CRISP: tackling the data deluge in international science
‘Big data’ has become a buzzword – misused and misunderstood by many. For scientific facilities, however, it is a definite reality.
Scientific research is based on data. Detectors and instruments are improving at a fantastic rate and producing more and more data. The Large Hadron Collider at CERN, even before its current upgrade, was producing 200,000 DVDs’ worth of raw data a second. It’s not the only one: the European Synchrotron Radiation Facility in Grenoble is doubling its data production to one or two petabytes a year; and the Square Kilometre Array radio telescope project is expected to produce 400 gigabytes a second.
This presents great opportunities. Scientific data is valuable, and research is only as good as the data that informs it. However, IT systems are struggling to cope with this data deluge. CERN, for example, has to throw away most of the data produced by the LHC, as we are simply unable to capture it.

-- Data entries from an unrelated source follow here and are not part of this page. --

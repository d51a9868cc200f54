//! AppFW CLI Library
//!
//! Command-line front end for the AppFW mobile test-automation library:
//! locator lookup, offline and live screen element dumps, and the login flow.

#![warn(missing_docs)]
#![warn(clippy::all)]
#![warn(clippy::pedantic)]
#![warn(clippy::nursery)]
#![allow(clippy::module_name_repetitions)]
#![allow(clippy::missing_errors_doc)] // Error types are self-documenting

mod commands;
mod config;
mod error;
pub mod handlers;
pub mod logging;
mod output;

pub use commands::{
    Cli, ColorArg, Commands, DumpArgs, LocateArgs, LoginArgs, ParseArgs, SessionArgs,
};
pub use config::{CliConfig, ColorChoice, Verbosity};
pub use error::{CliError, CliResult};
pub use output::Reporter;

If CERN was able to find the Higgs Boson with only a fraction of the data produced by the LHC, imagine what we could achieve if we were able to capture more, or all, of that data.

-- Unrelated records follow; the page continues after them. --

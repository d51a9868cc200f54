//! Screen element extraction.
//!
//! Fetches a page source from a live driver (or reads a saved one), flattens
//! it with [`crate::hierarchy`], and writes the result as JSON for authoring
//! locator files.

use std::fs;
use std::io::Write;
use std::path::{Path, PathBuf};

use serde::Serialize;

use crate::driver::MobileDriver;
use crate::hierarchy::{bounds_elements, collect_elements, BoundsElement, ElementMap, UiNode};
use crate::result::{AppError, AppResult};

/// Default file the live page source is saved to
pub const DEFAULT_PAGE_SOURCE_FILE: &str = "screen_source.xml";

/// Default element map output file
pub const DEFAULT_OUTPUT_FILE: &str = "screen_elements.json";

/// Read a saved page source
pub fn read_page_source(path: impl AsRef<Path>) -> AppResult<String> {
    let path = path.as_ref();
    if !path.exists() {
        return Err(AppError::PageSourceMissing {
            path: path.to_path_buf(),
        });
    }
    Ok(fs::read_to_string(path)?)
}

/// Parse a snapshot, logging and returning `None` when it is malformed
#[must_use]
pub fn parse_or_log(xml: &str) -> Option<UiNode> {
    match UiNode::parse(xml) {
        Ok(root) => Some(root),
        Err(e) => {
            tracing::error!(error = %e, "skipping malformed screen source");
            None
        }
    }
}

/// Name → XPath map of an XML snapshot; empty when malformed
#[must_use]
pub fn elements_from_xml(xml: &str) -> ElementMap {
    let mut map = ElementMap::new();
    if let Some(root) = parse_or_log(xml) {
        collect_elements(&root, &mut map);
    }
    map
}

/// Bounds records of an XML snapshot; empty when malformed
#[must_use]
pub fn bounds_from_xml(xml: &str) -> Vec<BoundsElement> {
    parse_or_log(xml)
        .map(|root| bounds_elements(&root))
        .unwrap_or_default()
}

/// Write `value` as JSON with 4-space indentation, replacing `path`
pub fn write_json<T: Serialize + ?Sized>(path: impl AsRef<Path>, value: &T) -> AppResult<()> {
    let mut buf = Vec::new();
    let formatter = serde_json::ser::PrettyFormatter::with_indent(b"    ");
    let mut ser = serde_json::Serializer::with_formatter(&mut buf, formatter);
    value.serialize(&mut ser)?;
    buf.push(b'\n');
    let mut file = fs::File::create(path)?;
    file.write_all(&buf)?;
    Ok(())
}

/// Dumps the current screen of a live session into an element map
#[derive(Debug)]
pub struct ScreenElementExtractor<'d, D: MobileDriver + ?Sized> {
    driver: &'d D,
    page_source_file: PathBuf,
    output_file: PathBuf,
    elements: ElementMap,
}

impl<'d, D: MobileDriver + ?Sized> ScreenElementExtractor<'d, D> {
    /// Create an extractor writing to `output_file`
    pub fn new(driver: &'d D, output_file: impl Into<PathBuf>) -> Self {
        Self {
            driver,
            page_source_file: PathBuf::from(DEFAULT_PAGE_SOURCE_FILE),
            output_file: output_file.into(),
            elements: ElementMap::new(),
        }
    }

    /// Set where the page source is saved
    #[must_use]
    pub fn with_page_source_file(mut self, path: impl Into<PathBuf>) -> Self {
        self.page_source_file = path.into();
        self
    }

    /// Elements collected so far
    pub fn elements(&self) -> &ElementMap {
        &self.elements
    }

    /// Fetch the page source and save it
    pub fn save_page_source(&self) -> AppResult<&Path> {
        let xml = self.driver.page_source()?;
        fs::write(&self.page_source_file, xml)?;
        tracing::info!(file = %self.page_source_file.display(), "page source saved");
        Ok(&self.page_source_file)
    }

    /// Parse the saved page source into the element map
    pub fn parse_screen_source(&mut self) -> AppResult<&ElementMap> {
        let xml = read_page_source(&self.page_source_file)?;
        if let Some(root) = parse_or_log(&xml) {
            collect_elements(&root, &mut self.elements);
        }
        tracing::debug!(elements = self.elements.len(), "screen source parsed");
        Ok(&self.elements)
    }

    /// Write the element map to the output file
    pub fn save_to_json(&self) -> AppResult<()> {
        write_json(&self.output_file, &self.elements)?;
        tracing::info!(
            file = %self.output_file.display(),
            elements = self.elements.len(),
            "elements saved"
        );
        Ok(())
    }

    /// Save, parse and write in one go
    pub fn extract(&mut self) -> AppResult<&ElementMap> {
        let _ = self.save_page_source()?;
        let _ = self.parse_screen_source()?;
        self.save_to_json()?;
        Ok(&self.elements)
    }

    /// Bounds-aware dump of the live screen, written to the output file
    pub fn extract_bounds(&self) -> AppResult<Vec<BoundsElement>> {
        let xml = self.driver.page_source()?;
        let elements = bounds_from_xml(&xml);
        write_json(&self.output_file, &elements)?;
        tracing::info!(
            file = %self.output_file.display(),
            elements = elements.len(),
            "bounds elements saved"
        );
        Ok(elements)
    }
}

In recent years, European physicists have pooled resources to address the data deluge – and the opportunities for innovation and new breakthroughs by overcoming it – through the CRISP project (Cluster of Research Infrastructures for Synergies in Physics). CRISP brings together 11 research facilities, including the ESRF and CERN, collaborating to develop and streamline IT technology. This isn’t simply about finding the most powerful technological solutions. With pressure on funding and science budgets, it’s also about minimising cost, freeing up budget for true discovery, innovation, and research. As the project enters its final year, key issues of concern have been identified and new collaborations and projects are starting to take major steps to address them.
The obvious place to start is the initial collection of data and, in particular, the search for ways to select automatically only the most relevant data to be recorded for analysis. In this area, CRISP’s partners are looking at pre-process data solutions, developing an architecture that can assess whether data is useful and throw away what is not, filtering data and prioritising it so we don’t have to record as much.

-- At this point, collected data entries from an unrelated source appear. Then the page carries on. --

//! Dump command handler

use appfw::{MobileDriver, ScreenElementExtractor};

use crate::commands::DumpArgs;
use crate::error::CliResult;

/// Dump the driver's current screen; returns the entry count
pub fn dump_with<D: MobileDriver + ?Sized>(driver: &D, args: &DumpArgs) -> CliResult<usize> {
    let mut extractor = ScreenElementExtractor::new(driver, args.output.clone())
        .with_page_source_file(args.source_file.clone());
    if args.bounds {
        Ok(extractor.extract_bounds()?.len())
    } else {
        Ok(extractor.extract()?.len())
    }
}

#[cfg(test)]
#[allow(clippy::unwrap_used, clippy::expect_used)]
mod tests {
    use super::*;
    use crate::commands::SessionArgs;
    use appfw::MockDriver;
    use std::fs;
    use std::path::PathBuf;
    use tempfile::TempDir;

    const SOURCE: &str = r#"<hierarchy>
  <android.widget.EditText class="android.widget.EditText" content-desc="test-Username" bounds="[0,0][10,10]"/>
  <android.widget.EditText class="android.widget.EditText" content-desc="test-Password" bounds="[0,20][10,30]"/>
</hierarchy>"#;

    fn args(dir: &TempDir, bounds: bool) -> DumpArgs {
        DumpArgs {
            output: dir.path().join("out.json"),
            source_file: dir.path().join("source.xml"),
            bounds,
            session: SessionArgs {
                config: PathBuf::from("config.json"),
                server: None,
                app: None,
            },
        }
    }

    #[test]
    fn test_dump_saves_source_and_map() {
        let dir = TempDir::new().unwrap();
        let driver = MockDriver::new().with_page_source(SOURCE);
        assert_eq!(dump_with(&driver, &args(&dir, false)).unwrap(), 2);
        assert_eq!(fs::read_to_string(dir.path().join("source.xml")).unwrap(), SOURCE);
        let text = fs::read_to_string(dir.path().join("out.json")).unwrap();
        assert!(text.contains("//*[@content-desc='test-Password']"));
    }

    #[test]
    fn test_dump_bounds() {
        let dir = TempDir::new().unwrap();
        let driver = MockDriver::new().with_page_source(SOURCE);
        assert_eq!(dump_with(&driver, &args(&dir, true)).unwrap(), 2);
        let text = fs::read_to_string(dir.path().join("out.json")).unwrap();
        assert!(text.contains("[0,20][10,30]"));
    }
}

However it is not just capturing the data that is problematic. The data deluge has ramifications the whole way through the supply chain.
Transport of data is a major issue for today’s scientists. Modern researchers often require the use of a variety of facilities for their research, analysing samples or taking measurements using a number of different instruments. With limited access to high-demand instruments, and significant pressure on researchers’ time, the preference is for short visits to each instrument, so that scientists can turn up, gather their data and take it away for analysis. However, the reality is not so simple. Burning the vast streams of measurement data to a disk or USB stick would take longer than capturing it in the first place.
The alternative is a system that allows scientists to have their data follow them around ‘virtually’ so they can access it from wherever they are working. However, at present, scientists access different data from different facilities with different usernames and passwords. It’s a dilemma that should be familiar to any internet user trying to keep on top of all their email, online shopping and social media accounts.
To address this, CRISP is helping to standardise data-access through a common identity system, or federated identity, allowing identities to transcend facilities or countries, and providing scientists with a single online identity or login to access all their data in one place – regardless of where it’s from.
But it’s not just a scientist’s own data that is difficult to access. Getting hold of previous research conducted at each facility is essential to ensure research teams can build on existing work without wasting time and effort re-doing old experiments. However, this requires a more intelligent approach to the way historical data is archived, making it easily more searchable and retrievable. Here again CRISP is aiming to make a difference through the development and availability of accurate and thorough metadata.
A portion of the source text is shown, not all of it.